Colin’s patient analysis showed that I was giving up too early; I was trying to correct the skid and when it didn’t work first time, I was just holding the wheel still and resigning myself to a spin. Safe on an empty track with lots of run-off space, but potentially lethal on the confines of a public road.
“Quick hands will save the day,” he said. “Never give up. You’ll be amazed at how often you can recover a car even after you think that it’s too late.” With his advice ringing in my ears I tried again and found that he was right. By using two or even three small, rapid hand movements when necessary, I was soon catching every slide and, for the first time, driving at the car’s limits rather than mine.
It was a revelation to discover that a car is rarely completely out of control and that experience and confidence mean that, as long as you don’t panic, you can control a car long after you think that it’s too late. It has also meant that in my day-to-day driving I have been able to concentrate more on what’s going on around me. My training has made me a safer, more analytical driver, not a more rowdy one.

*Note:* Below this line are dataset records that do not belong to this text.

use super::frame_loop::FrameLoop;
use super::session::Session;
use super::types::ComponentState;
use crate::config::LinecountConfig;
use crate::display::Display;
use crate::error::Result;
use crate::input::{InputQueue, InputSources};
use crate::source;
use std::collections::HashMap;
use std::sync::Arc;
use tokio::sync::Mutex;
use tokio_util::sync::CancellationToken;

/// Owns the frame loop and the input sources around it
pub struct LinecountOrchestrator {
    pub(super) config: LinecountConfig,
    pub(super) frame_loop: Option<FrameLoop>,
    pub(super) inputs: InputSources,
    pub(super) final_count: Option<u64>,

    // Lifecycle management
    pub(super) component_states: Arc<Mutex<HashMap<&'static str, ComponentState>>>,
    pub(super) cancellation_token: CancellationToken,
}

impl LinecountOrchestrator {
    /// Open the frame source and display, and load the startup parameters
    pub fn new(config: LinecountConfig) -> Result<Self> {
        let source = source::from_config(&config.source)?;
        let display = Display::from_config(&config.display);
        let session = Session::from_config(&config);
        let frame_loop = FrameLoop::new(source, display, InputQueue::new(), session);

        Ok(Self {
            config,
            frame_loop: Some(frame_loop),
            inputs: InputSources::none(),
            final_count: None,
            component_states: Arc::new(Mutex::new(HashMap::new())),
            cancellation_token: CancellationToken::new(),
        })
    }

    pub fn config(&self) -> &LinecountConfig {
        &self.config
    }

    /// Token that stops the frame loop when cancelled
    pub fn cancellation_token(&self) -> CancellationToken {
        self.cancellation_token.clone()
    }

    /// Count at the moment the frame loop ended
    pub fn final_count(&self) -> Option<u64> {
        self.final_count
    }
}
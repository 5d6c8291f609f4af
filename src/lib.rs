pub mod analyzer;
pub mod app;
pub mod config;
pub mod display;
pub mod error;
pub mod frame;
pub mod input;
pub mod params;
pub mod source;

pub use analyzer::{BoundingBox, DetectedRegion, LineCounter, MotionDetector, RegionVerdict};
pub use app::{FrameLoop, LinecountOrchestrator, LoopControl, Session, ShutdownReason};
pub use config::LinecountConfig;
pub use display::{Display, DisplaySink, OverlayRenderer, RenderFrame};
pub use error::{LinecountError, Result};
pub use frame::FrameData;
pub use input::{InputQueue, InputSender, VirtualEvent};
pub use params::{ParameterEditor, ParameterStore, Thresholds};
pub use source::FrameSource;
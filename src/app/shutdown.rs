use super::state::{FRAME_LOOP, INPUT};
use super::{ComponentState, LinecountOrchestrator, ShutdownReason};
use crate::error::Result;
use std::time::Duration;
use tokio::time::timeout;
use tracing::{error, info};

const INPUT_STOP_TIMEOUT: Duration = Duration::from_secs(5);

impl LinecountOrchestrator {
    /// Release every component; input failures are logged and ignored
    pub async fn shutdown(&mut self, reason: &ShutdownReason) -> Result<i32> {
        info!("Beginning graceful shutdown");

        self.cancellation_token.cancel();
        let loop_state = match reason {
            ShutdownReason::Error(_) => ComponentState::Failed,
            _ => ComponentState::Stopped,
        };
        self.transition(FRAME_LOOP, loop_state).await;

        if self.component_state(INPUT).await.is_some() {
            self.transition(INPUT, ComponentState::Stopping).await;
            match timeout(INPUT_STOP_TIMEOUT, self.inputs.stop()).await {
                Ok(()) => self.transition(INPUT, ComponentState::Stopped).await,
                Err(_) => {
                    error!("input component stop timeout");
                    self.transition(INPUT, ComponentState::Failed).await;
                }
            }
        }

        if let Some(count) = self.final_count {
            info!("Final count: {}", count);
        }

        let exit_code = reason.exit_code();
        info!("Graceful shutdown completed with exit code: {}", exit_code);
        Ok(exit_code)
    }
}
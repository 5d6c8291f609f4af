use super::state::{FRAME_LOOP, INPUT};
use super::{ComponentState, LinecountOrchestrator};
use crate::error::{LinecountError, Result};
use crate::input::InputSources;
use tracing::info;

impl LinecountOrchestrator {
    /// Register the components that have a lifecycle
    pub async fn initialize(&mut self) -> Result<()> {
        info!("Initializing line counter components");

        self.transition(FRAME_LOOP, ComponentState::Stopped).await;
        if self.input_enabled() {
            self.transition(INPUT, ComponentState::Stopped).await;
        }

        info!("All components initialized successfully");
        Ok(())
    }

    /// Start the input sources feeding the frame loop's queue
    pub async fn start(&mut self) -> Result<()> {
        info!("Starting line counter");

        let frame_loop = self
            .frame_loop
            .as_ref()
            .ok_or_else(|| LinecountError::system("Frame loop already consumed"))?;

        if self.input_enabled() {
            self.transition(INPUT, ComponentState::Starting).await;
            self.inputs = InputSources::start(&self.config.input, frame_loop.queue());
            self.transition(INPUT, ComponentState::Running).await;
        }

        info!("Line counter started successfully");
        Ok(())
    }
}
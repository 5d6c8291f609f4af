mod button;
#[cfg(all(target_os = "linux", feature = "buttons"))]
mod evdev_buttons;
mod keyboard;
mod queue;
mod types;

pub use button::{ButtonDispatcher, Debouncer};
#[cfg(all(target_os = "linux", feature = "buttons"))]
pub use evdev_buttons::ButtonInputHandler;
pub use keyboard::{map_key, KeyboardInputHandler};
pub use queue::{InputQueue, InputSender};
pub use types::{Button, VirtualEvent};

use crate::config::InputConfig;
use tracing::{info, warn};

/// Every asynchronous input source feeding the shared queue
pub struct InputSources {
    keyboard: Option<KeyboardInputHandler>,
    #[cfg(all(target_os = "linux", feature = "buttons"))]
    buttons: Option<ButtonInputHandler>,
}

impl InputSources {
    /// Start the sources enabled in the configuration.
    ///
    /// A source that fails to start is logged and left out; the loop still
    /// runs with whatever input remains.
    pub fn start(config: &InputConfig, queue: &InputQueue) -> Self {
        let keyboard = if config.keyboard {
            let mut handler = KeyboardInputHandler::new(queue.sender());
            match handler.start() {
                Ok(()) => Some(handler),
                Err(e) => {
                    warn!("Keyboard input unavailable: {}", e);
                    None
                }
            }
        } else {
            None
        };

        #[cfg(all(target_os = "linux", feature = "buttons"))]
        let buttons = if config.buttons {
            let mut handler = ButtonInputHandler::new(config, queue.sender());
            match handler.start() {
                Ok(()) => Some(handler),
                Err(e) => {
                    warn!("Button input unavailable: {}", e);
                    None
                }
            }
        } else {
            None
        };

        #[cfg(not(all(target_os = "linux", feature = "buttons")))]
        if config.buttons {
            warn!("{}", crate::error::InputError::NotAvailable);
        }

        Self {
            keyboard,
            #[cfg(all(target_os = "linux", feature = "buttons"))]
            buttons,
        }
    }

    /// No sources at all; used by tests and headless runs
    pub fn none() -> Self {
        Self {
            keyboard: None,
            #[cfg(all(target_os = "linux", feature = "buttons"))]
            buttons: None,
        }
    }

    /// Release every source. Individual failures are logged and ignored.
    pub async fn stop(&mut self) {
        if let Some(mut keyboard) = self.keyboard.take() {
            if let Err(e) = keyboard.stop().await {
                warn!("Error stopping keyboard input: {}", e);
            }
        }

        #[cfg(all(target_os = "linux", feature = "buttons"))]
        if let Some(mut buttons) = self.buttons.take() {
            if let Err(e) = buttons.stop().await {
                warn!("Error stopping button input: {}", e);
            }
        }

        info!("Input sources released");
    }
}
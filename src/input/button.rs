use super::queue::InputSender;
use super::types::{Button, VirtualEvent};
use crate::config::InputConfig;
use std::collections::HashMap;
use std::time::{Duration, Instant};
use tracing::{debug, trace};

/// Minimum spacing between accepted presses of one button
#[derive(Debug, Clone)]
pub struct Debouncer {
    window: Duration,
    last_accepted: Option<Instant>,
}

impl Debouncer {
    pub fn new(window: Duration) -> Self {
        Self {
            window,
            last_accepted: None,
        }
    }

    /// Accept a press at `now` unless it falls inside the window of the last accepted one
    pub fn accept(&mut self, now: Instant) -> bool {
        let accepted = match self.last_accepted {
            Some(last) => now.saturating_duration_since(last) >= self.window,
            None => true,
        };

        if accepted {
            self.last_accepted = Some(now);
        }
        accepted
    }

    pub fn window(&self) -> Duration {
        self.window
    }
}

/// Turns raw key codes from the button device into debounced virtual events
pub struct ButtonDispatcher {
    keymap: HashMap<u16, Button>,
    debouncers: [Debouncer; 6],
    sender: InputSender,
}

impl ButtonDispatcher {
    pub fn new(config: &InputConfig, sender: InputSender) -> Self {
        let keymap = config
            .button_keys
            .keymap()
            .into_iter()
            .map(|(button, code)| (code, button))
            .collect();

        let nav = Duration::from_millis(config.debounce_nav_ms);
        let action = Duration::from_millis(config.debounce_action_ms);
        let debouncers = Button::ALL.map(|button| {
            Debouncer::new(if button.is_navigation() { nav } else { action })
        });

        Self {
            keymap,
            debouncers,
            sender,
        }
    }

    pub fn button_for(&self, code: u16) -> Option<Button> {
        self.keymap.get(&code).copied()
    }

    /// Handle a key press from the device. Returns the event if one was queued.
    pub fn press(&mut self, code: u16, now: Instant) -> Option<VirtualEvent> {
        let Some(button) = self.button_for(code) else {
            trace!("Ignoring unmapped button key code {}", code);
            return None;
        };

        if !self.debouncers[button.index()].accept(now) {
            debug!("Button {:?} press debounced", button);
            return None;
        }

        let event = button.event();
        self.sender.push(event).then_some(event)
    }
}
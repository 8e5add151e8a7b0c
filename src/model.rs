//! Core data model.
//!
//! A work item is a payload plus the three hooks the engine drives it with:
//! the action that does the work, the retry predicate consulted when the
//! action fails, and the callback told how it all ended.

use std::future::Future;
use std::str::FromStr;
use std::sync::Arc;

use futures::future::BoxFuture;

use crate::error::Error;

// ---------------------------------------------------------------------------
// Hooks
// ---------------------------------------------------------------------------

/// Future returned by an action.
pub type ActionFuture = BoxFuture<'static, anyhow::Result<()>>;

/// Does the work for one payload. An `Err` counts as a failed attempt.
pub type Action<P> = Arc<dyn Fn(Arc<P>) -> ActionFuture + Send + Sync>;

/// Decides whether a failed attempt should be retried.
pub type RetryPredicate<P> = Arc<dyn Fn(&P, &anyhow::Error) -> bool + Send + Sync>;

/// Receives the terminal outcome: `true` on success, `false` once retries
/// are exhausted.
pub type Callback<P> = Arc<dyn Fn(&P, bool) + Send + Sync>;

/// Checked at the start of every sweep; `false` pauses the group.
pub type StartGate = Arc<dyn Fn() -> bool + Send + Sync>;

// ---------------------------------------------------------------------------
// Mode
// ---------------------------------------------------------------------------

/// Execution policy of a group.
#[derive(Debug, Clone, Copy, PartialEq, Eq, Hash)]
pub enum Mode {
    /// Items run one at a time in FIFO order; a failure blocks the rest.
    Ordered,
    /// Every item in a sweep's snapshot runs independently.
    Concurrent,
}

impl Mode {
    pub fn as_str(self) -> &'static str {
        match self {
            Mode::Ordered => "ordered",
            Mode::Concurrent => "concurrent",
        }
    }
}

impl std::fmt::Display for Mode {
    fn fmt(&self, f: &mut std::fmt::Formatter<'_>) -> std::fmt::Result {
        f.pad(self.as_str())
    }
}

impl FromStr for Mode {
    type Err = Error;

    fn from_str(s: &str) -> Result<Self, Self::Err> {
        match s.trim().to_ascii_lowercase().as_str() {
            "ordered" | "order" | "0" => Ok(Mode::Ordered),
            "concurrent" | "rand" | "random" | "1" => Ok(Mode::Concurrent),
            _ => Err(Error::UnknownMode(s.to_string())),
        }
    }
}

impl TryFrom<i32> for Mode {
    type Error = Error;

    fn try_from(code: i32) -> Result<Self, Self::Error> {
        match code {
            0 => Ok(Mode::Ordered),
            1 => Ok(Mode::Concurrent),
            other => Err(Error::UnknownMode(other.to_string())),
        }
    }
}

// ---------------------------------------------------------------------------
// Work Item
// ---------------------------------------------------------------------------

/// A unit of work as submitted by a caller.
///
/// Built with [`WorkItem::new`] and the hook builder methods. Hooks left
/// unset are skipped: no action means the item is dropped when reached, no
/// retry predicate means every failure is terminal, no callback means the
/// outcome goes unreported.
pub struct WorkItem<P> {
    pub mode: Mode,
    pub group: String,
    pub payload: P,
    pub(crate) action: Option<Action<P>>,
    pub(crate) retry: Option<RetryPredicate<P>>,
    pub(crate) callback: Option<Callback<P>>,
}

impl<P: Clone> Clone for WorkItem<P> {
    fn clone(&self) -> Self {
        Self {
            mode: self.mode,
            group: self.group.clone(),
            payload: self.payload.clone(),
            action: self.action.clone(),
            retry: self.retry.clone(),
            callback: self.callback.clone(),
        }
    }
}

impl<P: std::fmt::Debug> std::fmt::Debug for WorkItem<P> {
    fn fmt(&self, f: &mut std::fmt::Formatter<'_>) -> std::fmt::Result {
        f.debug_struct("WorkItem")
            .field("mode", &self.mode)
            .field("group", &self.group)
            .field("payload", &self.payload)
            .field("action", &self.action.is_some())
            .field("retry", &self.retry.is_some())
            .field("callback", &self.callback.is_some())
            .finish()
    }
}

impl<P: Send + Sync + 'static> WorkItem<P> {
    pub fn new(mode: Mode, group: impl Into<String>, payload: P) -> Self {
        Self {
            mode,
            group: group.into(),
            payload,
            action: None,
            retry: None,
            callback: None,
        }
    }

    pub fn action<F, Fut>(mut self, action: F) -> Self
    where
        F: Fn(Arc<P>) -> Fut + Send + Sync + 'static,
        Fut: Future<Output = anyhow::Result<()>> + Send + 'static,
    {
        self.action = Some(Arc::new(move |payload: Arc<P>| -> ActionFuture {
            Box::pin(action(payload))
        }));
        self
    }

    pub fn retry<F>(mut self, retry: F) -> Self
    where
        F: Fn(&P, &anyhow::Error) -> bool + Send + Sync + 'static,
    {
        self.retry = Some(Arc::new(retry));
        self
    }

    pub fn callback<F>(mut self, callback: F) -> Self
    where
        F: Fn(&P, bool) + Send + Sync + 'static,
    {
        self.callback = Some(Arc::new(callback));
        self
    }
}

// ---------------------------------------------------------------------------
// Queued Item
// ---------------------------------------------------------------------------

/// A work item as held in a group's queue. Owns its payload independently
/// of the [`WorkItem`] it was copied from.
pub struct QueuedItem<P> {
    payload: Arc<P>,
    action: Option<Action<P>>,
    retry: Option<RetryPredicate<P>>,
    callback: Option<Callback<P>>,
}

impl<P> From<WorkItem<P>> for QueuedItem<P> {
    fn from(item: WorkItem<P>) -> Self {
        Self {
            payload: Arc::new(item.payload),
            action: item.action,
            retry: item.retry,
            callback: item.callback,
        }
    }
}

impl<P> QueuedItem<P> {
    pub fn payload(&self) -> &P {
        &self.payload
    }

    /// Run the action once. `None` when the item has no action.
    pub(crate) async fn attempt(&self) -> Option<anyhow::Result<()>> {
        let action = self.action.as_ref()?;
        Some(action(Arc::clone(&self.payload)).await)
    }

    /// Ask the retry predicate about a failure. No predicate means no retry.
    pub(crate) fn should_retry(&self, err: &anyhow::Error) -> bool {
        self.retry
            .as_ref()
            .is_some_and(|retry| retry(self.payload.as_ref(), err))
    }

    /// Report the terminal outcome.
    pub(crate) fn finish(&self, succeeded: bool) {
        if let Some(callback) = &self.callback {
            callback(self.payload.as_ref(), succeeded);
        }
    }
}

#[cfg(test)]
mod tests {
    use super::*;

    #[test]
    fn mode_parses_names_and_codes() {
        assert_eq!("ordered".parse::<Mode>().unwrap(), Mode::Ordered);
        assert_eq!("Order".parse::<Mode>().unwrap(), Mode::Ordered);
        assert_eq!("concurrent".parse::<Mode>().unwrap(), Mode::Concurrent);
        assert_eq!("rand".parse::<Mode>().unwrap(), Mode::Concurrent);
        assert_eq!(Mode::try_from(0).unwrap(), Mode::Ordered);
        assert_eq!(Mode::try_from(1).unwrap(), Mode::Concurrent);
    }

    #[test]
    fn unknown_mode_is_rejected() {
        assert!(matches!(
            "sideways".parse::<Mode>(),
            Err(Error::UnknownMode(m)) if m == "sideways"
        ));
        assert!(matches!(Mode::try_from(7), Err(Error::UnknownMode(_))));
    }

    #[tokio::test]
    async fn queued_item_without_hooks_is_inert() {
        let item: QueuedItem<u32> = WorkItem::new(Mode::Ordered, "g", 1).into();
        assert!(item.attempt().await.is_none());
        assert!(!item.should_retry(&anyhow::anyhow!("boom")));
        item.finish(true);
        assert_eq!(*item.payload(), 1);
    }

    #[tokio::test]
    async fn queued_item_drives_hooks() {
        use std::sync::atomic::{AtomicBool, Ordering};

        let reported = Arc::new(AtomicBool::new(false));
        let seen = Arc::clone(&reported);
        let item: QueuedItem<u32> = WorkItem::new(Mode::Concurrent, "g", 7)
            .action(|p| async move {
                anyhow::ensure!(*p == 7, "wrong payload");
                Ok(())
            })
            .retry(|p, _| *p > 5)
            .callback(move |_, ok| seen.store(ok, Ordering::SeqCst))
            .into();

        assert!(item.attempt().await.unwrap().is_ok());
        assert!(item.should_retry(&anyhow::anyhow!("boom")));
        item.finish(true);
        assert!(reported.load(Ordering::SeqCst));
    }
}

Professional driving tuition isn’t cheap, but when you see what can be achieved in even half a day you’ll realise that it’s priceless. CAT Driver Training offer a range of courses for drivers of all abilities and can tailor your day to meet your needs rather than sticking to a rigid timetable.
The session was much harder work than I’d imagined (I actually ached the next day) but infinitely rewarding. I found it so helpful and useful that I’m going back in September for a full day’s tuition on the road.